*** Opening of Information shown ***

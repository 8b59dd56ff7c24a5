mod common;

use common::{allowlist, idx, signers, Tree};
use hex_literal::hex;
use merkle_airdrop::hash::keccak256;
use merkle_airdrop::merkle::{leaf_hash, recompute_root, verify, verify_claim};
use merkle_airdrop::Address;

#[test]
fn leaf_is_packed_address_and_index() {
    let a: Address = "0x00000000000000000000000000000000000000aa".parse().unwrap();
    let mut packed = [0u8; 52];
    packed[19] = 0xaa;
    packed[51] = 7;
    assert_eq!(leaf_hash(&a, idx(7)), keccak256(&packed));
}

#[test]
fn keccak_matches_known_vector() {
    assert_eq!(
        keccak256(b""),
        hex!("c5d2460186f7233c927e7db2dcc703c0e500b653ca82273b7bfad8045d85a470")
    );
}

#[test]
fn every_member_of_odd_tree_verifies() {
    for n in [1usize, 2, 3, 5, 7, 8, 13] {
        let accounts = signers(n);
        let tree = allowlist(&accounts);
        for (i, a) in accounts.iter().enumerate() {
            let proof = tree.proof(i);
            assert!(verify_claim(a, idx(i as u64), &proof, &tree.root()), "n={n} i={i}");
        }
    }
}

#[test]
fn promoted_node_has_shorter_proof() {
    let accounts = signers(5);
    let tree = allowlist(&accounts);
    // Leaf 4 pairs with nothing until the top layer.
    assert_eq!(tree.proof(4).len(), 1);
    assert_eq!(tree.proof(0).len(), 3);
    assert_eq!(recompute_root(&tree.leaf(4), &tree.proof(4)), tree.root());
}

#[test]
fn proof_binds_claimant_and_index() {
    let accounts = signers(5);
    let tree = allowlist(&accounts);
    let proof = tree.proof(2);

    assert!(verify_claim(&accounts[2], idx(2), &proof, &tree.root()));
    assert!(!verify_claim(&accounts[3], idx(2), &proof, &tree.root()));
    assert!(!verify_claim(&accounts[2], idx(3), &proof, &tree.root()));
}

#[test]
fn tampering_breaks_the_proof() {
    let accounts = signers(8);
    let tree = allowlist(&accounts);
    let leaf = tree.leaf(5);
    let proof = tree.proof(5);

    for at in 0..proof.len() {
        let mut bad = proof.clone();
        bad[at][31] ^= 1;
        assert!(!verify(&leaf, &bad, &tree.root()));
    }

    let mut wrong_root = tree.root();
    wrong_root[0] ^= 0x80;
    assert!(!verify(&leaf, &proof, &wrong_root));
    assert!(!verify(&leaf, &proof[1..], &tree.root()));
}

#[test]
fn single_leaf_tree_root_is_the_leaf() {
    let accounts = signers(1);
    let tree = Tree::new(vec![leaf_hash(&accounts[0], idx(0))]);
    assert_eq!(tree.root(), tree.leaf(0));
    assert!(tree.proof(0).is_empty());
}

*** Close of Information shown ***

Problem description >>
Please reproduce the closing stretch of the records, from the line with "let mut bad = proof.clone();" through the last line, exactly as it stands.

Your solution >>
        let mut bad = proof.clone();
        bad[at][31] ^= 1;
        assert!(!verify(&leaf, &bad, &tree.root()));
    }

    let mut wrong_root = tree.root();
    wrong_root[0] ^= 0x80;
    assert!(!verify(&leaf, &proof, &wrong_root));
    assert!(!verify(&leaf, &proof[1..], &tree.root()));
}

#[test]
fn single_leaf_tree_root_is_the_leaf() {
    let accounts = signers(1);
    let tree = Tree::new(vec![leaf_hash(&accounts[0], idx(0))]);
    assert_eq!(tree.root(), tree.leaf(0));
    assert!(tree.proof(0).is_empty());
}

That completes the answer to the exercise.